Ferza, la femme nuage quant à elle était connue pour sa bonne humeur. Son enthousiasme ne s’avouait jamais vaincu. Elle adorait aussi apprendre sans cesse et se réjouissait de tout ce qu’elle vivait maintenant qu’elle était libre. Elpi quant à elle, était plus pessimiste. La femme paon avait la tête sur les épaules et elle était prévoyante. C’est à elle qu’on avait confiait la garde des enfants, c’était un vrai puits de science et elle savait tenir les garnements de la troupe. Hiwi quant à lui aurait fait un bon professeur d’histoire. Il connaissait sur le bout des doigts l’histoire humaine et Sirélienne. Il notait tout ce qu’il vivait au fur et à mesure, pour l’intégrer à son savoir.

 

_ Des personnes sont passées par là, affirma Silk.

_ Oui, on se rapproche surement de la cachette dont nous a parlé Vikthor, acquiesça Marthe.

_ Ils devraient déjà nous avoir rejoints avec Flopin, s’inquiéta Mirà en serrant la main écaillée de Silk.

_ Ils ont surement eu un contre temps à cause de l’automne, la rassura-t-elle.

 

La femme serpent avait l’âme d’une vraie traqueuse. Accompagnée de l’audition surprenante de Mirà, elle repérait les chemins accessibles, la nourriture et toute trace d’activités suspectes. À croire que Silk avait toujours été faite pour vivre dehors et non enfermée au sein du conseil ministériel.
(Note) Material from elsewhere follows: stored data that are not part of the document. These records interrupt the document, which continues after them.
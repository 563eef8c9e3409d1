//! Canonical test identifiers.
//!
//! A test path is an ordered list of `(type, name)` components, outermost
//! first, that identifies a test case the same way on every machine that
//! runs it. It is the join key between locally parsed results and the
//! history the service keeps.

use std::path::{Path, PathBuf};

use serde::{Deserialize, Serialize};

use crate::junit::{JunitCase, JunitSuite};

/// One level of a test path, e.g. `file=foo.spec.js` or `class=FooTest`.
#[derive(Debug, Clone, PartialEq, Eq, Serialize, Deserialize)]
pub struct TestPathComponent {
    #[serde(rename = "type")]
    pub kind: String,
    pub name: String,
}

impl TestPathComponent {
    pub fn new(kind: impl Into<String>, name: impl Into<String>) -> Self {
        TestPathComponent {
            kind: kind.into(),
            name: name.into(),
        }
    }
}

/// Ordered components, outermost (suite/file) to innermost (test case).
pub type TestPath = Vec<TestPathComponent>;

/// Render a test path as `type=name#type=name#...`.
pub fn format_test_path(path: &[TestPathComponent]) -> String {
    path.iter()
        .map(|c| format!("{}={}", c.kind, c.name))
        .collect::<Vec<_>>()
        .join("#")
}

/// Derives a test path from a parsed case and its surrounding context.
///
/// The ingester never looks inside the path it is handed, so a runner with
/// richer metadata (class/method hierarchies, parameterized names) can
/// swap in its own builder without touching the ingestion pipeline.
pub trait PathBuilder: Send {
    fn build(&self, case: &JunitCase, suite: &JunitSuite, report: &Path) -> TestPath;
}

/// The stock builder: a single `file=<path>` component.
///
/// Prefers the `file` attribute recorded in the report, falling back to the
/// report file itself. With a base directory configured, the name is
/// relativized so paths match across checkouts and CI runners.
pub struct DefaultPathBuilder {
    base: Option<PathBuf>,
}

impl DefaultPathBuilder {
    pub fn new(base: Option<PathBuf>) -> Self {
        DefaultPathBuilder { base }
    }

    fn portable_name(&self, file: &Path) -> String {
        let relative = match &self.base {
            Some(base) => file.strip_prefix(base).unwrap_or(file),
            None => file,
        };
        relative.to_string_lossy().into_owned()
    }
}

impl PathBuilder for DefaultPathBuilder {
    fn build(&self, case: &JunitCase, _suite: &JunitSuite, report: &Path) -> TestPath {
        let file = case.file.as_deref().unwrap_or(report);
        vec![TestPathComponent::new("file", self.portable_name(file))]
    }
}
Quant à Marthe, la femme rocher, elle parlait d’une voix douce qui tranchait avec son physique de pierre. Pourtant, c’était auprés d’elle qu’on allait chercher de l’affection. Elle avait toujours un mot pour guérir les pensées les plus sombres. Les Oripeaux avaient appris à tous les connaitre et en étaient sortis enrichis.

 

_ Silk, j’entends quelqu’un au loin ! s’écria Mirà d’un coup.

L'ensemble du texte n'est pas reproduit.